Repeat exactly, and only, the lines below starting at the line that contains "return Err(Error::UnsupportedOperation(operation.kind));" and ending at the line that contains "pub fn wait_indices(&self)", inclusive of both.

* * * * * * * * *

#![allow(dead_code)]

use std::collections::{HashMap, HashSet, VecDeque};
use std::sync::atomic::{AtomicUsize, Ordering};
use std::sync::Arc;
use std::time::Duration;

use kvwatch::{
    BackoffPolicy, ClientConfig, Endpoint, Error, Operation, OperationKind, Polled, Response,
    Transport, TransportErrorKind,
};
use parking_lot::Mutex;
use tokio::io::{AsyncReadExt, AsyncWriteExt};
use tokio::net::{TcpListener, TcpStream};
use tokio::sync::Notify;
use tokio::time::Instant;

pub fn endpoints(n: u16) -> Vec<String> {
    (0..n).map(|i| format!("http://127.0.0.1:{}", 2379 + i)).collect()
}

pub fn endpoint(i: u16) -> Endpoint {
    format!("http://127.0.0.1:{}", 2379 + i).parse().unwrap()
}

/// Config with the stock policies for `n` local endpoints.
pub fn config(n: u16) -> ClientConfig {
    ClientConfig {
        endpoints: endpoints(n),
        ..ClientConfig::default()
    }
}

pub fn timeout_error(endpoint: &Endpoint) -> Error {
    Error::Transport {
        endpoint: endpoint.to_string(),
        kind: TransportErrorKind::Timeout,
        message: "simulated timeout".into(),
    }
}

pub fn change(key: &str, value: &str, index: u64) -> Polled {
    Polled::Change(Response {
        key: key.to_string(),
        value: Some(value.to_string()),
        index,
        action: "set".to_string(),
    })
}

pub fn quiet(store_index: Option<u64>) -> Polled {
    Polled::Quiet { store_index }
}

/// In-process store with per-endpoint fault injection. All endpoints see the
/// same data, as if replication were instant.
#[derive(Clone, Default)]
pub struct MemoryTransport {
    inner: Arc<MemoryInner>,
}

#[derive(Default)]
struct MemoryInner {
    state: Mutex<StoreState>,
    changed: Notify,
    down: Mutex<HashSet<Endpoint>>,
    calls: Mutex<Vec<Endpoint>>,
    latency: Mutex<Duration>,
}

#[derive(Default)]
struct StoreState {
    index: u64,
    values: HashMap<String, (String, u64)>,
    history: Vec<Response>,
}

impl MemoryTransport {
    pub fn new() -> Self {
        Self::default()
    }

    pub fn set_down(&self, endpoint: &Endpoint, down: bool) {
        let mut set = self.inner.down.lock();
        if down {
            set.insert(endpoint.clone());
        } else {
            set.remove(endpoint);
        }
    }

    /// Delay every request by `latency` before it reaches the store.
    pub fn set_latency(&self, latency: Duration) {
        *self.inner.latency.lock() = latency;
    }

    pub fn calls(&self) -> Vec<Endpoint> {
        self.inner.calls.lock().clone()
    }

    pub fn calls_to(&self, endpoint: &Endpoint) -> usize {
        self.inner
            .calls
            .lock()
            .iter()
            .filter(|e| *e == endpoint)
            .count()
    }

    /// Write directly, bypassing endpoints and fault injection.
    pub fn insert(&self, key: &str, value: &str) -> u64 {
        self.apply(&Operation::set(key, value)).unwrap().index
    }

    async fn reach(&self, endpoint: &Endpoint) -> kvwatch::Result<()> {
        let latency = *self.inner.latency.lock();
        if !latency.is_zero() {
            tokio::time::sleep(latency).await;
        }
        self.inner.calls.lock().push(endpoint.clone());
        if self.inner.down.lock().contains(endpoint) {
            return Err(timeout_error(endpoint));
        }
        Ok(())
    }

    fn apply(&self, operation: &Operation) -> kvwatch::Result<Response> {
        let key = operation.key.clone();
        let mut state = self.inner.state.lock();
        let current = state.values.get(&key).cloned();

        if let Some(prev_index) = operation.prev_index {
            match &current {
                None => return Err(Error::NotFound { key }),
                Some((_, modified)) if *modified != prev_index => {
                    return Err(Error::Conflict {
                        key,
                        message: format!("[{prev_index} != {modified}]"),
                    })
                }
                Some(_) => {}
            }
        }

        let response = match operation.kind {
            OperationKind::Get => {
                let (value, index) = current.ok_or(Error::NotFound { key: key.clone() })?;
                return Ok(Response {
                    key,
                    value: Some(value),
                    index,
                    action: "get".into(),
                });
            }
            OperationKind::Set => {
                state.index += 1;
                let index = state.index;
                let value = operation.value.clone().unwrap_or_default();
                state.values.insert(key.clone(), (value.clone(), index));
                Response {
                    key,
                    value: Some(value),
                    index,
                    action: if operation.prev_index.is_some() {
                        "compareAndSwap".into()
                    } else {
                        "set".into()
                    },
                }
            }
            OperationKind::Delete => {
                if current.is_none() {
                    return Err(Error::NotFound { key });
                }
                state.index += 1;
                let index = state.index;
                state.values.remove(&key);
                Response {
                    key,
                    value: None,
                    index,
                    action: if operation.prev_index.is_some() {
                        "compareAndDelete".into()
                    } else {
                        "delete".into()
                    },
                }
            }
            OperationKind::WatchNext => return Err(Error::UnsupportedOperation(operation.kind)),
        };
        state.history.push(response.clone());
        drop(state);
        self.inner.changed.notify_waiters();
        Ok(response)
    }
}

impl Transport for MemoryTransport {
    async fn call(
        &self,
        operation: &Operation,
        endpoint: &Endpoint,
        _timeout: Duration,
    ) -> kvwatch::Result<Response> {
        if operation.kind == OperationKind::WatchNext {
            return Err(Error::UnsupportedOperation(operation.kind));
        }
        self.reach(endpoint).await?;
        self.apply(operation)
    }

    async fn watch_next(
        &self,
        key: &str,
        wait_index: Option<u64>,
        endpoint: &Endpoint,
        window: Duration,
    ) -> kvwatch::Result<Polled> {
        self.reach(endpoint).await?;
        let deadline = Instant::now() + window;
        let store_index = self.inner.state.lock().index;
        let since = wait_index.unwrap_or(store_index + 1);

        loop {
            let notified = self.inner.changed.notified();
            tokio::pin!(notified);
            notified.as_mut().enable();

            let found = {
                let state = self.inner.state.lock();
                state
                    .history
                    .iter()
                    .find(|r| r.key == key && r.index >= since)
                    .cloned()
            };
            if let Some(found) = found {
                return Ok(Polled::Change(found));
            }
            if tokio::time::timeout_at(deadline, notified).await.is_err() {
                return Ok(quiet(Some(store_index)));
            }
        }
    }
}

/// Transport that replays a fixed list of watch results, then hangs like a
/// long-poll on a key that never changes.
#[derive(Clone, Default)]
pub struct ScriptedTransport {
    inner: Arc<ScriptedInner>,
}

#[derive(Default)]
struct ScriptedInner {
    replies: Mutex<VecDeque<kvwatch::Result<Polled>>>,
    wait_indices: Mutex<Vec<Option<u64>>>,
    polls: AtomicUsize,
}

impl ScriptedTransport {
    pub fn new(replies: Vec<kvwatch::Result<Polled>>) -> Self {
        let transport = Self::default();
        *transport.inner.replies.lock() = replies.into();
        transport
    }

    pub fn polls(&self) -> usize {
        self.inner.polls.load(Ordering::SeqCst)
    }

    pub fn wait_indices(&self) -> Vec<Option<u64>> {
        self.inner.wait_indices.lock().clone()
    }
}

impl Transport for ScriptedTransport {
    async fn call(
        &self,
        operation: &Operation,
        _endpoint: &Endpoint,
        _timeout: Duration,
    ) -> kvwatch::Result<Response> {
        Err(Error::Rejected {
            code: 0,
            message: format!("scripted transport only watches, got {:?}", operation.kind),
        })
    }

    async fn watch_next(
        &self,
        _key: &str,
        wait_index: Option<u64>,
        _endpoint: &Endpoint,
        _window: Duration,
    ) -> kvwatch::Result<Polled> {
        self.inner.polls.fetch_add(1, Ordering::SeqCst);
        self.inner.wait_indices.lock().push(wait_index);
        let next = self.inner.replies.lock().pop_front();
        match next {
            Some(reply) => reply,
            None => std::future::pending().await,
        }
    }
}

/// Policy that tries exactly once, so every scripted reply maps to one poll.
pub fn single_attempt() -> BackoffPolicy {
    BackoffPolicy {
        max_attempts: 1,
        ..BackoffPolicy::request_default()
    }
}

/// Reply in the shape of the store's HTTP API, closing the connection after.
pub fn http_reply(status: &str, body: &str) -> String {
    format!(
        "HTTP/1.1 {status}\r\nContent-Type: application/json\r\nX-Etcd-Index: 9\r\nContent-Length: {}\r\nConnection: close\r\n\r\n{body}",
        body.len()
    )
}

/// Bind a local HTTP server that answers one connection per entry of
/// `replies`, in order. Returns its address and the requests it received.
pub async fn serve_http(replies: Vec<String>) -> (String, Arc<Mutex<Vec<String>>>) {
    let listener = TcpListener::bind("127.0.0.1:0").await.unwrap();
    let address = format!("http://{}", listener.local_addr().unwrap());
    let requests = Arc::new(Mutex::new(Vec::new()));

    let seen = requests.clone();
    tokio::spawn(async move {
        for reply in replies {
            let (mut socket, _) = listener.accept().await.unwrap();
            let request = read_request(&mut socket).await;
            seen.lock().push(request);
            socket.write_all(reply.as_bytes()).await.unwrap();
            let _ = socket.shutdown().await;
        }
    });
    (address, requests)
}

async fn read_request(socket: &mut TcpStream) -> String {
    let mut data = Vec::new();
    let mut buf = [0u8; 1024];
    loop {
        let n = socket.read(&mut buf).await.unwrap();
        if n == 0 {
            break;
        }
        data.extend_from_slice(&buf[..n]);
        let text = String::from_utf8_lossy(&data);
        if let Some(end) = text.find("\r\n\r\n") {
            let body_len = text[..end]
                .lines()
                .filter_map(|line| line.split_once(':'))
                .find(|(name, _)| name.eq_ignore_ascii_case("content-length"))
                .and_then(|(_, value)| value.trim().parse::<usize>().ok())
                .unwrap_or(0);
            if data.len() >= end + 4 + body_len {
                break;
            }
        }
    }
    String::from_utf8_lossy(&data).into_owned()
}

* * * * * * * * *

* **Worked solution**
            return Err(Error::UnsupportedOperation(operation.kind));
        }
        self.reach(endpoint).await?;
        self.apply(operation)
    }

    async fn watch_next(
        &self,
        key: &str,
        wait_index: Option<u64>,
        endpoint: &Endpoint,
        window: Duration,
    ) -> kvwatch::Result<Polled> {
        self.reach(endpoint).await?;
        let deadline = Instant::now() + window;
        let store_index = self.inner.state.lock().index;
        let since = wait_index.unwrap_or(store_index + 1);

        loop {
            let notified = self.inner.changed.notified();
            tokio::pin!(notified);
            notified.as_mut().enable();

            let found = {
                let state = self.inner.state.lock();
                state
                    .history
                    .iter()
                    .find(|r| r.key == key && r.index >= since)
                    .cloned()
            };
            if let Some(found) = found {
                return Ok(Polled::Change(found));
            }
            if tokio::time::timeout_at(deadline, notified).await.is_err() {
                return Ok(quiet(Some(store_index)));
            }
        }
    }
}

/// Transport that replays a fixed list of watch results, then hangs like a
/// long-poll on a key that never changes.
#[derive(Clone, Default)]
pub struct ScriptedTransport {
    inner: Arc<ScriptedInner>,
}

#[derive(Default)]
struct ScriptedInner {
    replies: Mutex<VecDeque<kvwatch::Result<Polled>>>,
    wait_indices: Mutex<Vec<Option<u64>>>,
    polls: AtomicUsize,
}

impl ScriptedTransport {
    pub fn new(replies: Vec<kvwatch::Result<Polled>>) -> Self {
        let transport = Self::default();
        *transport.inner.replies.lock() = replies.into();
        transport
    }

    pub fn polls(&self) -> usize {
        self.inner.polls.load(Ordering::SeqCst)
    }

    pub fn wait_indices(&self) -> Vec<Option<u64>> {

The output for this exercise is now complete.